= Global Leadership Adventures =

High school study abroad program

Global Leadership Adventures (GLA) offers high school study abroad programs where students engage in service-learning in Belize, Brazil, Costa Rica, Dominican Republic, Ecuador (Galápagos Islands), Fiji, France (Guadeloupe), Ghana, Guatemala, Indonesia (Bali), Morocco, Peru, South Africa, Tanzania, and Thailand. In 2019, the company launched Europe Discovery programs in the UK, France, Greece, Spain, and other countries throughout the European continent.

Global Leadership Adventures was founded by Fred Swaniker as a precursor to the African Leadership Academy, based in Johannesburg, South Africa but became a separate entity in 2004. The organization headquarters is currently based in San Diego, United States.
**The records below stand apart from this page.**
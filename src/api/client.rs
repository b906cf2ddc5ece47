// src/api/client.rs
//! Pure HTTP client wrapper for the platform's private API.
//!
//! This module provides a thin wrapper around reqwest. It attaches the
//! session cookie to every request and maps HTTP outcomes onto the error
//! taxonomy, without any retry or scheduling logic.

use super::parser::{parse_conversation_list, parse_item_document};
use super::ConversationRepository;
use crate::constants::CONVERSATION_LIST_LIMIT;
use crate::error::{AppError, AttemptError};
use crate::model::ConversationSummary;
use crate::resolver::ProjectIdentifiers;
use crate::types::{ConversationId, OrganizationId, SessionCookie, ValidationError};
use reqwest::{header, Client, Response, StatusCode};
use url::Url;

const USER_AGENT: &str = concat!("project-chat-export/", env!("CARGO_PKG_VERSION"));

/// A thin wrapper around reqwest Client for the conversation endpoints.
#[derive(Clone)]
pub struct ChatHttpClient {
    client: Client,
    base_url: Url,
    list_limit: u32,
}

impl ChatHttpClient {
    /// Creates a new HTTP client that authenticates with `cookie`.
    pub fn new(base_url: &str, cookie: &SessionCookie) -> Result<Self, AppError> {
        let base_url = Url::parse(base_url).map_err(|e| ValidationError::InvalidUrl {
            url: base_url.to_string(),
            reason: e.to_string(),
        })?;

        let client = Client::builder()
            .default_headers(Self::create_headers(cookie)?)
            .user_agent(USER_AGENT)
            .build()?;

        Ok(Self {
            client,
            base_url,
            list_limit: CONVERSATION_LIST_LIMIT,
        })
    }

    /// Overrides how many summaries the list request asks for.
    pub fn with_list_limit(mut self, limit: u32) -> Self {
        self.list_limit = limit;
        self
    }

    /// Creates the default headers for every request.
    fn create_headers(cookie: &SessionCookie) -> Result<header::HeaderMap, AppError> {
        let mut headers = header::HeaderMap::new();

        let mut cookie_value = header::HeaderValue::from_str(cookie.as_str()).map_err(|e| {
            AppError::MissingConfiguration(format!("Invalid session cookie format: {}", e))
        })?;
        cookie_value.set_sensitive(true);
        headers.insert(header::COOKIE, cookie_value);

        headers.insert(
            header::ACCEPT,
            header::HeaderValue::from_static("application/json"),
        );

        Ok(headers)
    }

    fn list_url(&self, ids: &ProjectIdentifiers) -> Result<Url, AppError> {
        let mut url = self.endpoint(&[
            "api",
            "organizations",
            ids.organization.as_str(),
            "projects",
            ids.project.as_str(),
            "conversations_v2",
        ])?;
        url.query_pairs_mut()
            .append_pair("limit", &self.list_limit.to_string())
            .append_pair("offset", "0");
        Ok(url)
    }

    fn item_url(
        &self,
        organization: &OrganizationId,
        conversation: &ConversationId,
    ) -> Result<Url, AppError> {
        let mut url = self.endpoint(&[
            "api",
            "organizations",
            organization.as_str(),
            "chat_conversations",
            conversation.as_str(),
        ])?;
        url.query_pairs_mut()
            .append_pair("tree", "True")
            .append_pair("rendering_mode", "messages")
            .append_pair("render_all_tools", "true");
        Ok(url)
    }

    fn endpoint(&self, segments: &[&str]) -> Result<Url, AppError> {
        let mut url = self.base_url.clone();
        url.path_segments_mut()
            .map_err(|_| ValidationError::InvalidUrl {
                url: self.base_url.to_string(),
                reason: "base URL cannot carry a path".to_string(),
            })?
            .pop_if_empty()
            .extend(segments);
        Ok(url)
    }

    /// Makes a GET request to `url`.
    pub async fn get(&self, url: Url) -> Result<Response, reqwest::Error> {
        log::debug!("GET {}", url);
        self.client.get(url).send().await
    }
}

#[async_trait::async_trait]
impl ConversationRepository for ChatHttpClient {
    async fn list_conversations(
        &self,
        ids: &ProjectIdentifiers,
    ) -> Result<Vec<ConversationSummary>, AppError> {
        let url = self.list_url(ids)?;
        log::info!("📋 Fetching conversation list for project {}", ids.project);
        let response = self.get(url).await?;
        let result = extract_response_text(response).await?;

        if !result.status.is_success() {
            log::error!("List request to {} failed with {}", result.url, result.status);
            return Err(AppError::from_list_status(result.status.as_u16()));
        }

        parse_conversation_list(&result)
    }

    async fn fetch_conversation(
        &self,
        organization: &OrganizationId,
        conversation: &ConversationId,
    ) -> Result<serde_json::Value, AttemptError> {
        let url = self
            .item_url(organization, conversation)
            .map_err(|e| AttemptError::Transport(e.to_string()))?;
        let response = self.get(url).await?;

        match response.status() {
            StatusCode::TOO_MANY_REQUESTS => Err(AttemptError::RateLimited),
            status if !status.is_success() => Err(AttemptError::Status(status.as_u16())),
            _ => {
                let result = extract_response_text(response).await?;
                parse_item_document(&result)
            }
        }
    }
}

/// Result of an HTTP operation with response metadata.
#[derive(Debug)]
pub struct ApiResponse<T> {
    pub data: T,
    pub status: StatusCode,
    pub url: String,
}

/// Extracts the response body as text with metadata.
pub async fn extract_response_text(
    response: Response,
) -> Result<ApiResponse<String>, reqwest::Error> {
    let status = response.status();
    let url = response.url().to_string();
    let text = response.text().await?;

    Ok(ApiResponse {
        data: text,
        status,
        url,
    })
}
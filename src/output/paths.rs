// src/output/paths.rs
//! Pure functions for filename generation.
//!
//! This module handles all naming decisions without performing any I/O.

use crate::constants::FILENAME_MAX_CHARS;
use crate::types::{ConversationId, ProjectId};
use once_cell::sync::Lazy;
use regex::Regex;
use std::path::{Path, PathBuf};

const UNTITLED: &str = "untitled_conversation";

static WHITESPACE_RUN: Lazy<Regex> =
    Lazy::new(|| Regex::new(r"\s+").expect("whitespace regex is a valid pattern"));

static UNDERSCORE_RUN: Lazy<Regex> =
    Lazy::new(|| Regex::new(r"_{2,}").expect("underscore regex is a valid pattern"));

/// Sanitizes a conversation title to be safe for use as a filename stem.
pub fn sanitize_filename(name: &str) -> String {
    let replaced: String = name
        .chars()
        .map(|c| match c {
            '<' | '>' | ':' | '"' | '/' | '\\' | '|' | '?' | '*' => '_',
            c if c.is_control() => '_',
            c => c,
        })
        .collect();

    let spaced = WHITESPACE_RUN.replace_all(&replaced, "_");
    let collapsed = UNDERSCORE_RUN.replace_all(&spaced, "_");
    let trimmed = collapsed.trim_matches('_');

    let limited: String = trimmed.chars().take(FILENAME_MAX_CHARS).collect();

    if limited.is_empty() {
        UNTITLED.to_string()
    } else {
        limited
    }
}

/// `<sanitized title>_<first 8 of uuid>.md`, unique per conversation.
pub fn conversation_filename(title: &str, id: &ConversationId) -> String {
    format!("{}_{}.md", sanitize_filename(title), id.short())
}

/// Single-file export name.
pub fn combined_filename(project: &ProjectId) -> String {
    format!("project_{}_export.md", project.short())
}

/// Chunk file name, 1-based and zero padded so listings sort naturally.
pub fn chunk_filename(index: usize) -> String {
    format!("project_chunk_{:02}.md", index)
}

/// Name of the index document.
pub const INDEX_FILENAME: &str = "index.md";

/// Default output directory for a project.
pub fn default_output_dir(project: &ProjectId) -> PathBuf {
    PathBuf::from(format!("project_{}_export", project.short()))
}

/// Joins `name` under `dir`.
pub fn output_path(dir: &Path, name: &str) -> PathBuf {
    dir.join(name)
}

#[cfg(test)]
mod tests {
    use super::*;

    #[test]
    fn test_sanitize_filename() {
        assert_eq!(sanitize_filename("Hello/World"), "Hello_World");
        assert_eq!(sanitize_filename("Test: File*Name?"), "Test_File_Name");
        assert_eq!(sanitize_filename("   spaces   around  "), "spaces_around");
        assert_eq!(sanitize_filename("__a__b__"), "a_b");
        assert_eq!(sanitize_filename(""), "untitled_conversation");
        assert_eq!(sanitize_filename("???"), "untitled_conversation");
    }

    #[test]
    fn test_sanitize_limits_characters_not_bytes() {
        let long = "é".repeat(150);
        assert_eq!(sanitize_filename(&long).chars().count(), 100);
    }

    #[test]
    fn test_conversation_filename() {
        let id = ConversationId::parse("7d1b6a2e-0c4f-4b8a-9e3d-5f6a7b8c9d0e").unwrap();
        assert_eq!(
            conversation_filename("Trip <plans>", &id),
            "Trip_plans_7d1b6a2e.md"
        );
    }

    #[test]
    fn test_chunk_and_combined_names() {
        let project = ProjectId::parse("0f5c1d2e-3b4a-4c5d-8e9f-a0b1c2d3e4f5").unwrap();
        assert_eq!(chunk_filename(3), "project_chunk_03.md");
        assert_eq!(chunk_filename(12), "project_chunk_12.md");
        assert_eq!(combined_filename(&project), "project_0f5c1d2e_export.md");
        assert_eq!(
            default_output_dir(&project),
            PathBuf::from("project_0f5c1d2e_export")
        );
    }
}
GLA is a division of Terra Education, which is a certified benefit corporation (B-Corp). Other companies with Terra Education include Summer Springboard and Discover Corps.

In 2005 and again in 2008, GLA hosted Archbishop Desmond Tutu in South Africa to speak about the legacy of Apartheid. In 2007, GLA students met with Costa Rican president and Nobel Peace Prize Winner Oscar Arias to discuss the Central American Free Trade Agreement (CAFTA) which was to be voted upon in a national referendum in Costa Rica.

GLA has been featured by a number of publications, including the New York Times, The Boston Globe, Teen Vogue, and The Huffington Post. GLA has a growing alumni base, with student alumni hailing from over 50 countries.